---- Exercise input
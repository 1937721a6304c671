//! Integration tests for the index registry

// Tests for map construction and lookup
mod registry_tests;
//! The steady-state pipeline
//!
//! [`solve`] reads scaled parameter values from a [`ParameterSet`] and returns a
//! [`SteadyState`]; it never writes to the set. Writing the result back into the
//! steady-state parameters is the caller's job (see
//! [`Model::steady_state`](crate::model::Model::steady_state)).

use log::{debug, trace};

use crate::error::{ModelError, Result};
use crate::parameters::ParameterSet;
use crate::steady_state::frictions::{
    d2g_domega_dsigma, d2gamma_domega_dsigma, dg_domega, dg_dsigma, dgamma_domega, dgamma_dsigma,
    g, gamma, mu, nk, norm_quantile, omega, zeta_b_omega, zeta_spb, zeta_z_omega,
};
use crate::steady_state::root::{find_positive_root, RootFindControl};
use crate::steady_state::{SolverOptions, SteadyState};

/// Scaled inputs of the pipeline
#[derive(Debug, Clone, Copy)]
struct Inputs {
    alpha: f64,
    beta: f64,
    delta: f64,
    gamma: f64,
    upsilon: f64,
    sigma_c: f64,
    phi: f64,
    g_star: f64,
    lambda_w: f64,
    pi_star: f64,
    spr: f64,
    zeta_spb: f64,
    f_omega: f64,
    gamma_star: f64,
}

impl Inputs {
    fn read(params: &ParameterSet) -> Result<Self> {
        Ok(Self {
            alpha: params.value_of("α")?,
            beta: params.value_of("β")?,
            delta: params.value_of("δ")?,
            gamma: params.value_of("γ")?,
            upsilon: params.value_of("Upsilon")?,
            sigma_c: params.value_of("σ_c")?,
            phi: params.value_of("Φ")?,
            g_star: params.value_of("g_star")?,
            lambda_w: params.value_of("λ_w")?,
            pi_star: params.value_of("π_star")?,
            spr: params.value_of("spr")?,
            zeta_spb: params.value_of("ζ_spb")?,
            f_omega: params.value_of("Fω")?,
            gamma_star: params.value_of("γ_star")?,
        })
    }
}

/// Balanced-growth quantities with no feedback from the financial block
#[derive(Debug, Clone, Copy)]
struct Macro {
    z_star: f64,
    rstar: f64,
    rstarn: f64,
    r_k_star: f64,
    wstar: f64,
    lstar: f64,
    kstar: f64,
    kbarstar: f64,
    istar: f64,
    ystar: f64,
    cstar: f64,
    wl_c: f64,
}

/// Net-worth and BGG elasticity block
#[derive(Debug, Clone, Copy)]
struct Financial {
    omega_bar_star: f64,
    nstar: f64,
    vstar: f64,
    zeta_sp_sigma_omega: f64,
    zeta_sp_mu_e: f64,
    zeta_n_rk: f64,
    zeta_n_r: f64,
    zeta_n_qk: f64,
    zeta_n_n: f64,
    zeta_n_mu_e: f64,
    zeta_n_sigma_omega: f64,
}

fn finite(quantity: &str, value: f64) -> Result<f64> {
    if value.is_finite() {
        Ok(value)
    } else {
        Err(ModelError::InvalidParameterDraw {
            quantity: quantity.to_string(),
            value,
        })
    }
}

fn positive(quantity: &str, value: f64) -> Result<f64> {
    if value.is_finite() && value > 0.0 {
        Ok(value)
    } else {
        Err(ModelError::InvalidParameterDraw {
            quantity: quantity.to_string(),
            value,
        })
    }
}

/// Solve for the steady state of the parameter values currently in `params`
///
/// # Errors
///
/// - `UnknownKey` if an input parameter is not declared
/// - `InvalidParameterDraw` if the closed-form algebra or the default-threshold
///   quantile produces a non-finite or economically invalid value; the caller
///   should reject the draw
/// - `SteadyStateDefect` if the elasticity block is non-finite
///
/// A failed root-find for `σ_ω` is not an error: the fallback from `options`
/// is used and [`SteadyState::used_fallback`] is set.
pub fn solve(params: &ParameterSet, options: &SolverOptions) -> Result<SteadyState> {
    let inputs = Inputs::read(params)?;

    let m = closed_form(&inputs)?;

    let z_omega = finite("zω_star", norm_quantile(inputs.f_omega))?;

    let (sigma_omega, used_fallback) = dispersion(&inputs, z_omega, options);

    let f = financial(&inputs, &m, z_omega, sigma_omega)?;

    Ok(SteadyState {
        z_star: m.z_star,
        rstar: m.rstar,
        rstarn: m.rstarn,
        r_k_star: m.r_k_star,
        wstar: m.wstar,
        lstar: m.lstar,
        kstar: m.kstar,
        kbarstar: m.kbarstar,
        istar: m.istar,
        ystar: m.ystar,
        cstar: m.cstar,
        wl_c: m.wl_c,
        z_omega_star: z_omega,
        sigma_omega_star: sigma_omega,
        omega_bar_star: f.omega_bar_star,
        nstar: f.nstar,
        vstar: f.vstar,
        zeta_sp_sigma_omega: f.zeta_sp_sigma_omega,
        zeta_sp_mu_e: f.zeta_sp_mu_e,
        zeta_n_rk: f.zeta_n_rk,
        zeta_n_r: f.zeta_n_r,
        zeta_n_qk: f.zeta_n_qk,
        zeta_n_n: f.zeta_n_n,
        zeta_n_mu_e: f.zeta_n_mu_e,
        zeta_n_sigma_omega: f.zeta_n_sigma_omega,
        used_fallback,
    })
}

/// Step 1: closed-form balanced-growth algebra
fn closed_form(p: &Inputs) -> Result<Macro> {
    let alpha = p.alpha;
    let growth = (1.0 + p.gamma) * p.upsilon.powf(1.0 / (1.0 - alpha));

    let z_star = finite(
        "z_star",
        (1.0 + p.gamma).ln() + alpha / (1.0 - alpha) * p.upsilon.ln(),
    )?;
    let rstar = positive("rstar", (p.sigma_c * z_star).exp() / p.beta)?;
    let rstarn = finite("Rstarn", 100.0 * (rstar * p.pi_star - 1.0))?;
    let r_k_star = positive("r_k_star", p.spr * rstar * p.upsilon - (1.0 - p.delta))?;

    let wstar = positive(
        "wstar",
        (alpha.powf(alpha) * (1.0 - alpha).powf(1.0 - alpha) * r_k_star.powf(-alpha) / p.phi)
            .powf(1.0 / (1.0 - alpha)),
    )?;
    let lstar = 1.0;
    let kstar = positive("kstar", alpha / (1.0 - alpha) * wstar * lstar / r_k_star)?;
    let kbarstar = positive("kbarstar", kstar * growth)?;
    let istar = finite("istar", kbarstar * (1.0 - (1.0 - p.delta) / growth))?;
    let ystar = positive("ystar", kstar.powf(alpha) * lstar.powf(1.0 - alpha) / p.phi)?;
    let cstar = positive("cstar", (1.0 - p.g_star) * ystar - istar)?;
    let wl_c = finite("wl_c", wstar * lstar / (cstar * p.lambda_w))?;

    Ok(Macro {
        z_star,
        rstar,
        rstarn,
        r_k_star,
        wstar,
        lstar,
        kstar,
        kbarstar,
        istar,
        ystar,
        cstar,
        wl_c,
    })
}

/// Step 3: `σ_ω` solving `ζ_spb(zω, σ_ω, spr) = target`, or the fallback
fn dispersion(p: &Inputs, z_omega: f64, options: &SolverOptions) -> (f64, bool) {
    let control = RootFindControl {
        tolerance: options.tolerance,
        max_iterations: options.max_iterations,
        bracket_growth: options.bracket_growth,
        max_bracket_steps: options.max_bracket_steps,
    };
    let objective = |sigma: f64| zeta_spb(z_omega, sigma, p.spr) - p.zeta_spb;

    match find_positive_root(objective, options.initial_guess, &control) {
        Ok(sigma) => {
            trace!("σ_ω root found at {}", sigma);
            (sigma, false)
        }
        Err(reason) => {
            debug!(
                "σ_ω root-find failed ({}); using fallback {}",
                reason, options.fallback
            );
            (options.fallback, true)
        }
    }
}

/// Step 4: net worth and the elasticities of the financial block
fn financial(p: &Inputs, m: &Macro, z: f64, sigma: f64) -> Result<Financial> {
    let spr = p.spr;
    let gamma_ratio = p.gamma_star / p.beta;

    let mu = mu(z, sigma, spr);
    let nk = nk(z, sigma, spr);
    let rho = 1.0 / nk - 1.0;

    let g = g(z, sigma);
    let gamma = gamma(z, sigma);
    let dg_dw = dg_domega(z, sigma);
    let dgamma_dw = dgamma_domega(z);
    let dg_ds = dg_dsigma(z, sigma);
    let dgamma_ds = dgamma_dsigma(z, sigma);
    let d2g_dwds = d2g_domega_dsigma(z, sigma);
    let d2gamma_dwds = d2gamma_domega_dsigma(z, sigma);

    // Entrepreneurs' equity and the transfer to new entrants, per unit of capital
    let wek = (1.0 - gamma_ratio) * nk - gamma_ratio * (spr * (1.0 - mu * g) - 1.0);
    let vk = (nk - wek) / p.gamma_star;

    let wedge = gamma - mu * g;
    let wedge_prime = dgamma_dw - mu * dg_dw;

    let zeta_z_w = zeta_z_omega(z, sigma, spr);
    let zeta_b_w_over_z_w = zeta_b_omega(z, sigma, spr) / zeta_z_w;

    // Elasticities with respect to the dispersion σ_ω
    let zeta_b_s = sigma
        * (((1.0 - mu * dg_ds / dgamma_ds) / (1.0 - mu * dg_dw / dgamma_dw) - 1.0)
            * dgamma_ds
            * spr
            + mu * nk * (dg_dw * d2gamma_dwds - dgamma_dw * d2g_dwds)
                / (wedge_prime * wedge_prime))
        / ((1.0 - gamma) * spr + dgamma_dw / wedge_prime * (1.0 - nk));
    let zeta_z_s = sigma * (dgamma_ds - mu * dg_ds) / wedge;
    let zeta_sp_sigma_omega =
        (zeta_b_w_over_z_w * zeta_z_s - zeta_b_s) / (1.0 - zeta_b_w_over_z_w);

    // Elasticities with respect to the monitoring cost μ_e
    let zeta_b_mu = -mu * (nk * dgamma_dw * dg_dw / wedge_prime + dgamma_dw * g * spr)
        / ((1.0 - gamma) * wedge_prime * spr + dgamma_dw * (1.0 - nk));
    let zeta_z_mu = -mu * g / wedge;
    let zeta_sp_mu_e = (zeta_b_w_over_z_w * zeta_z_mu - zeta_b_mu) / (1.0 - zeta_b_w_over_z_w);

    // Net-worth evolution
    let omega_bar = omega(z, sigma);
    let rk = spr * p.pi_star * m.rstar;
    let zeta_g_w = dg_dw / g * omega_bar;
    let zeta_g_s = dg_ds / g * sigma;
    let a = p.gamma_star * rk / p.pi_star / m.z_star.exp();
    let lever = a * (1.0 + rho);

    let zeta_n_rk = lever * (1.0 - mu * g * (1.0 - zeta_g_w / zeta_z_w));
    let zeta_n_r = gamma_ratio * (1.0 + rho) * (1.0 - nk + mu * g * spr * zeta_g_w / zeta_z_w);
    let zeta_n_qk = lever * (1.0 - mu * g * (1.0 + zeta_g_w / zeta_z_w / rho))
        - gamma_ratio * (1.0 + rho);
    let zeta_n_n = gamma_ratio + lever * mu * g * zeta_g_w / zeta_z_w / rho;
    let zeta_n_mu_e = lever * mu * g * (1.0 - zeta_g_w * zeta_z_mu / zeta_z_w);
    let zeta_n_sigma_omega = lever * mu * g * (zeta_g_s - zeta_g_w / zeta_z_w * zeta_z_s);

    let out = Financial {
        omega_bar_star: omega_bar,
        nstar: nk * m.kstar,
        vstar: vk * m.kstar,
        zeta_sp_sigma_omega,
        zeta_sp_mu_e,
        zeta_n_rk,
        zeta_n_r,
        zeta_n_qk,
        zeta_n_n,
        zeta_n_mu_e,
        zeta_n_sigma_omega,
    };
    out.check()?;
    Ok(out)
}

impl Financial {
    fn check(&self) -> Result<()> {
        let values = [
            ("ω_bar_star", self.omega_bar_star),
            ("nstar", self.nstar),
            ("vstar", self.vstar),
            ("ζ_spσ_ω", self.zeta_sp_sigma_omega),
            ("ζ_spμ_e", self.zeta_sp_mu_e),
            ("ζ_nRk", self.zeta_n_rk),
            ("ζ_nR", self.zeta_n_r),
            ("ζ_nqk", self.zeta_n_qk),
            ("ζ_nn", self.zeta_n_n),
            ("ζ_nμ_e", self.zeta_n_mu_e),
            ("ζ_nσ_ω", self.zeta_n_sigma_omega),
        ];
        match values.iter().find(|(_, v)| !v.is_finite()) {
            Some((key, value)) => Err(ModelError::SteadyStateDefect(format!(
                "{} is {} for a consistent (zω, σ_ω) pair",
                key, value
            ))),
            None => Ok(()),
        }
    }
}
--------
Instructions to follow:
Show all lines above holding the word "pipeline".

Answer for the task:
//! The steady-state pipeline
/// Scaled inputs of the pipeline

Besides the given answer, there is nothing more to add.